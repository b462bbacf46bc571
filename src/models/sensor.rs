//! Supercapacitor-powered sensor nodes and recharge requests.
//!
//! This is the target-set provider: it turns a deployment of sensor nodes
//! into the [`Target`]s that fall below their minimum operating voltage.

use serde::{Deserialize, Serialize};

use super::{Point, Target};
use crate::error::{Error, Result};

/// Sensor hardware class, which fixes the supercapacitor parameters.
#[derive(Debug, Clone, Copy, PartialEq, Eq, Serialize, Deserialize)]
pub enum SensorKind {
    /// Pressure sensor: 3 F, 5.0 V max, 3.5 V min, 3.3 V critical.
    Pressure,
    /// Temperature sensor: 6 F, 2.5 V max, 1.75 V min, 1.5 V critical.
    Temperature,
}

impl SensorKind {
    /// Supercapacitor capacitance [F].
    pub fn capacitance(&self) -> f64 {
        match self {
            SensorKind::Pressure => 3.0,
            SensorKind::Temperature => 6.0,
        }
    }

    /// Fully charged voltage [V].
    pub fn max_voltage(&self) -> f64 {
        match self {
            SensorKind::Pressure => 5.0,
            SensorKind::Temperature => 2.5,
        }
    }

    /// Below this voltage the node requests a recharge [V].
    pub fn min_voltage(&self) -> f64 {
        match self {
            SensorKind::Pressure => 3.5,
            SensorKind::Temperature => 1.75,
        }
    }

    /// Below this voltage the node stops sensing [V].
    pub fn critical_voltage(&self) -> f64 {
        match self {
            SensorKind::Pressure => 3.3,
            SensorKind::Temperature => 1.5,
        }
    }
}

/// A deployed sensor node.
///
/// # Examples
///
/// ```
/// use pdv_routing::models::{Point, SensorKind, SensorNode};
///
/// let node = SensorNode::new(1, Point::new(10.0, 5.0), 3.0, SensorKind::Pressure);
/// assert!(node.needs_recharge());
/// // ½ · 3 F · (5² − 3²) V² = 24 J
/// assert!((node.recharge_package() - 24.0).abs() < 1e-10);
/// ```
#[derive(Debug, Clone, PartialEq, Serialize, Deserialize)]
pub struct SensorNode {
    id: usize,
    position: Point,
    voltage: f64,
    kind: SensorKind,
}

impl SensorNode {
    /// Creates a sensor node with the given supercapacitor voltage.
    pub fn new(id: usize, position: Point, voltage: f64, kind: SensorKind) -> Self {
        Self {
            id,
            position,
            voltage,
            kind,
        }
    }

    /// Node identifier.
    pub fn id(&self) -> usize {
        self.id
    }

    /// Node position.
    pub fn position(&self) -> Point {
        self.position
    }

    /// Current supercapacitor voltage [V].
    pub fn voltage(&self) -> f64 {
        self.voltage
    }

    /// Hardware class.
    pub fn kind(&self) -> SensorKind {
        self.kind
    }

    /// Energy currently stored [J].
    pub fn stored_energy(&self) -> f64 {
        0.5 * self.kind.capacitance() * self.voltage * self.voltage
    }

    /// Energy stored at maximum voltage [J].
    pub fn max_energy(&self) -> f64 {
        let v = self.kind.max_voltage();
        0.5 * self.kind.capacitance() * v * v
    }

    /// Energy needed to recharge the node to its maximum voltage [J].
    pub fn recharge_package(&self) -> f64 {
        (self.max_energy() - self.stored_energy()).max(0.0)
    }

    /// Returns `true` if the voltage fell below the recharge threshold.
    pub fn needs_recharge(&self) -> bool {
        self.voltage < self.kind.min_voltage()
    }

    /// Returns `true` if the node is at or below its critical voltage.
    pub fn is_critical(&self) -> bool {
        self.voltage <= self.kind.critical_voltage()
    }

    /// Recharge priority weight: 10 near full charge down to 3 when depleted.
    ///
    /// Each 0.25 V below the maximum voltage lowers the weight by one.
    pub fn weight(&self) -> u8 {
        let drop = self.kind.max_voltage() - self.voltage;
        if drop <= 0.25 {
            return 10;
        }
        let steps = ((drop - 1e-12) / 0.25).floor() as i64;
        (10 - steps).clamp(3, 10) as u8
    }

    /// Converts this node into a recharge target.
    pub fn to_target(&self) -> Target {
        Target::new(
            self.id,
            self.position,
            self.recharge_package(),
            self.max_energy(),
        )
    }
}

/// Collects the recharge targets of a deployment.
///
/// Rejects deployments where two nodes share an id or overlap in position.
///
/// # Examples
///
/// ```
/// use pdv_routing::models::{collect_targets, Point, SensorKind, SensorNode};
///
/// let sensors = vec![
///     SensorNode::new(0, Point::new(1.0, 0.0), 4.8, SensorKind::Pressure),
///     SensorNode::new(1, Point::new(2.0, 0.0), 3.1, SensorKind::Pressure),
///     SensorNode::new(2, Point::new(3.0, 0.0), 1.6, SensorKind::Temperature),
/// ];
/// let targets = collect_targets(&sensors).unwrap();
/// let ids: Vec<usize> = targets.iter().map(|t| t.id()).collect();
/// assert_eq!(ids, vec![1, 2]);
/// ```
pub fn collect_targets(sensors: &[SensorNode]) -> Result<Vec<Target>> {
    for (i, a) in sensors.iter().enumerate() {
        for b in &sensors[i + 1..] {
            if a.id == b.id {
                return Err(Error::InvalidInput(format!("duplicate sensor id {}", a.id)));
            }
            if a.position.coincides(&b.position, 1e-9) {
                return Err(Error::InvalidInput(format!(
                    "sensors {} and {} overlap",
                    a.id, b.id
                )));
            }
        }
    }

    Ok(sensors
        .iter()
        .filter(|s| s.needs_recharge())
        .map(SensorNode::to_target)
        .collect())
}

### INSTRUCTIONS FOR THE TASK
Return the data in full, with each line kept exactly as it is.

### SOLVED EXERCISE
repository b462bbacf46bc571
filename src/models/sensor.rs
//! Supercapacitor-powered sensor nodes and recharge requests.
//!
//! This is the target-set provider: it turns a deployment of sensor nodes
//! into the [`Target`]s that fall below their minimum operating voltage.

use serde::{Deserialize, Serialize};

use super::{Point, Target};
use crate::error::{Error, Result};

/// Sensor hardware class, which fixes the supercapacitor parameters.
#[derive(Debug, Clone, Copy, PartialEq, Eq, Serialize, Deserialize)]
pub enum SensorKind {
    /// Pressure sensor: 3 F, 5.0 V max, 3.5 V min, 3.3 V critical.
    Pressure,
    /// Temperature sensor: 6 F, 2.5 V max, 1.75 V min, 1.5 V critical.
    Temperature,
}

impl SensorKind {
    /// Supercapacitor capacitance [F].
    pub fn capacitance(&self) -> f64 {
        match self {
            SensorKind::Pressure => 3.0,
            SensorKind::Temperature => 6.0,
        }
    }

    /// Fully charged voltage [V].
    pub fn max_voltage(&self) -> f64 {
        match self {
            SensorKind::Pressure => 5.0,
            SensorKind::Temperature => 2.5,
        }
    }

    /// Below this voltage the node requests a recharge [V].
    pub fn min_voltage(&self) -> f64 {
        match self {
            SensorKind::Pressure => 3.5,
            SensorKind::Temperature => 1.75,
        }
    }

    /// Below this voltage the node stops sensing [V].
    pub fn critical_voltage(&self) -> f64 {
        match self {
            SensorKind::Pressure => 3.3,
            SensorKind::Temperature => 1.5,
        }
    }
}

/// A deployed sensor node.
///
/// # Examples
///
/// ```
/// use pdv_routing::models::{Point, SensorKind, SensorNode};
///
/// let node = SensorNode::new(1, Point::new(10.0, 5.0), 3.0, SensorKind::Pressure);
/// assert!(node.needs_recharge());
/// // ½ · 3 F · (5² − 3²) V² = 24 J
/// assert!((node.recharge_package() - 24.0).abs() < 1e-10);
/// ```
#[derive(Debug, Clone, PartialEq, Serialize, Deserialize)]
pub struct SensorNode {
    id: usize,
    position: Point,
    voltage: f64,
    kind: SensorKind,
}

impl SensorNode {
    /// Creates a sensor node with the given supercapacitor voltage.
    pub fn new(id: usize, position: Point, voltage: f64, kind: SensorKind) -> Self {
        Self {
            id,
            position,
            voltage,
            kind,
        }
    }

    /// Node identifier.
    pub fn id(&self) -> usize {
        self.id
    }

    /// Node position.
    pub fn position(&self) -> Point {
        self.position
    }

    /// Current supercapacitor voltage [V].
    pub fn voltage(&self) -> f64 {
        self.voltage
    }

    /// Hardware class.
    pub fn kind(&self) -> SensorKind {
        self.kind
    }

    /// Energy currently stored [J].
    pub fn stored_energy(&self) -> f64 {
        0.5 * self.kind.capacitance() * self.voltage * self.voltage
    }

    /// Energy stored at maximum voltage [J].
    pub fn max_energy(&self) -> f64 {
        let v = self.kind.max_voltage();
        0.5 * self.kind.capacitance() * v * v
    }

    /// Energy needed to recharge the node to its maximum voltage [J].
    pub fn recharge_package(&self) -> f64 {
        (self.max_energy() - self.stored_energy()).max(0.0)
    }

    /// Returns `true` if the voltage fell below the recharge threshold.
    pub fn needs_recharge(&self) -> bool {
        self.voltage < self.kind.min_voltage()
    }

    /// Returns `true` if the node is at or below its critical voltage.
    pub fn is_critical(&self) -> bool {
        self.voltage <= self.kind.critical_voltage()
    }

    /// Recharge priority weight: 10 near full charge down to 3 when depleted.
    ///
    /// Each 0.25 V below the maximum voltage lowers the weight by one.
    pub fn weight(&self) -> u8 {
        let drop = self.kind.max_voltage() - self.voltage;
        if drop <= 0.25 {
            return 10;
        }
        let steps = ((drop - 1e-12) / 0.25).floor() as i64;
        (10 - steps).clamp(3, 10) as u8
    }

    /// Converts this node into a recharge target.
    pub fn to_target(&self) -> Target {
        Target::new(
            self.id,
            self.position,
            self.recharge_package(),
            self.max_energy(),
        )
    }
}

/// Collects the recharge targets of a deployment.
///
/// Rejects deployments where two nodes share an id or overlap in position.
///
/// # Examples
///
/// ```
/// use pdv_routing::models::{collect_targets, Point, SensorKind, SensorNode};
///
/// let sensors = vec![
///     SensorNode::new(0, Point::new(1.0, 0.0), 4.8, SensorKind::Pressure),
///     SensorNode::new(1, Point::new(2.0, 0.0), 3.1, SensorKind::Pressure),
///     SensorNode::new(2, Point::new(3.0, 0.0), 1.6, SensorKind::Temperature),
/// ];
/// let targets = collect_targets(&sensors).unwrap();
/// let ids: Vec<usize> = targets.iter().map(|t| t.id()).collect();
/// assert_eq!(ids, vec![1, 2]);
/// ```
pub fn collect_targets(sensors: &[SensorNode]) -> Result<Vec<Target>> {
    for (i, a) in sensors.iter().enumerate() {
        for b in &sensors[i + 1..] {
            if a.id == b.id {
                return Err(Error::InvalidInput(format!("duplicate sensor id {}", a.id)));
            }
            if a.position.coincides(&b.position, 1e-9) {
                return Err(Error::InvalidInput(format!(
                    "sensors {} and {} overlap",
                    a.id, b.id
                )));
            }
        }
    }

    Ok(sensors
        .iter()
        .filter(|s| s.needs_recharge())
        .map(SensorNode::to_target)
        .collect())
}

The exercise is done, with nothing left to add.